Growth characteristics between in vitro-cultured diploid and tetraploid Codonopsis lanceolata

The comparison of formative characteristics between the diploid and tetraploid plants are presented in Table 5. As in the seed treatment result, the plant height of the diploid was significantly higher with 10.4 ㎝. As for the stem diameter, the tetraploid was thicker than the diploid. The leaf length and width of the tetraploid were 2.4 ㎝ and 2.1 ㎝ respectively, that was significantly thicker than those of the diploid. However, the numbers of leaves were similar regardless of polyploidy. Also, the leaf color of the tetraploid was darker than that of the diploid. The root length of the tetraploid was 10.1 ㎝, longer than the diploid, and the root was also thicker (Fig. 4).

Table 5.zValues followed by common letters in the same column are not significantly different (P=0.05, Duncan’s multiple range test).

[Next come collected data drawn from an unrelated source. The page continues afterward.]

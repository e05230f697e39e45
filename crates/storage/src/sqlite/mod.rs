use std::sync::Arc;
use std::time::Duration;

use sqlx::{SqlitePool, sqlite::SqlitePoolOptions};
use thiserror::Error;
use tracing::debug;

use crate::repository::Storage;

mod attempt_repo;
mod mapping;
mod meeting_repo;
mod migrate;
mod profile_repo;
mod progress_repo;
mod resource_repo;

/// `SQLite` adapter implementing every repository trait.
#[derive(Clone)]
pub struct SqliteRepository {
    pool: SqlitePool,
}

#[derive(Debug, Error)]
#[non_exhaustive]
pub enum SqliteInitError {
    #[error(transparent)]
    Sqlx(#[from] sqlx::Error),
}

impl SqliteRepository {
    /// Connect to `SQLite` using the given URL.
    ///
    /// # Errors
    ///
    /// Returns `SqliteInitError` if the connection cannot be established or if
    /// enforcing foreign key constraints fails during setup.
    pub async fn connect(database_url: &str) -> Result<Self, SqliteInitError> {
        debug!(database_url, "connecting to sqlite");
        let pool = SqlitePoolOptions::new()
            .max_connections(5)
            .acquire_timeout(Duration::from_secs(5))
            .after_connect(|conn, _meta| {
                Box::pin(async move {
                    sqlx::query("PRAGMA foreign_keys = ON;")
                        .execute(&mut *conn)
                        .await?;
                    sqlx::query("PRAGMA journal_mode = WAL;")
                        .execute(&mut *conn)
                        .await?;
                    sqlx::query("PRAGMA busy_timeout = 5000;")
                        .execute(&mut *conn)
                        .await?;
                    Ok(())
                })
            })
            .connect(database_url)
            .await?;
        Ok(Self { pool })
    }

    #[must_use]
    pub fn pool(&self) -> &SqlitePool {
        &self.pool
    }

    /// Create tables if they do not exist.
    ///
    /// # Errors
    ///
    /// Returns `SqliteInitError` if migration queries fail.
    pub async fn migrate(&self) -> Result<(), SqliteInitError> {
        migrate::run_migrations(&self.pool).await
    }
}

impl Storage {
    /// Build a `Storage` backed by `SQLite`.
    ///
    /// # Errors
    ///
    /// Returns `SqliteInitError` if connection or migrations cannot be
    /// completed.
    pub async fn sqlite(database_url: &str) -> Result<Self, SqliteInitError> {
        let repo = SqliteRepository::connect(database_url).await?;
        repo.migrate().await?;
        Ok(Self {
            progress: Arc::new(repo.clone()),
            attempts: Arc::new(repo.clone()),
            resources: Arc::new(repo.clone()),
            meetings: Arc::new(repo.clone()),
            registrations: Arc::new(repo.clone()),
            profiles: Arc::new(repo),
        })
    }
}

Fig. 4.Comparison of morphological characteristics between in vitro cultured diploid (A) and tetraploid (B) of Codonopsis lanceolata.

This study suggests that in seed treatment using colchicine, the 6 hour 0.05% and 0.5% treatment groups induced 3 and 1 tetraploid individuals respectively, at a low, 2.2%, rate. However, colchicine treatment of the in vitro culture showed a high tetraploid induction rate (11.1%) than seed treatment (Table 4). This is similar to a research investigation on tetraploid induction of Prunella vulgaris for. albiflora, in which soaking treatment of explants obtained from in vitro culture induced 9.6 times as many tetraploid plant bodies as seed treatment using colchicine (Kwon et al., 2015).

This study concluded that C. lanceolata is more effective to apply in vitro cultured colchicine treated explants, which has active cell division, than directly to seeds, in order to induce tetraploid plant bodies, and it can be used as an effective method for breeding tetraploid of C. lanceolata.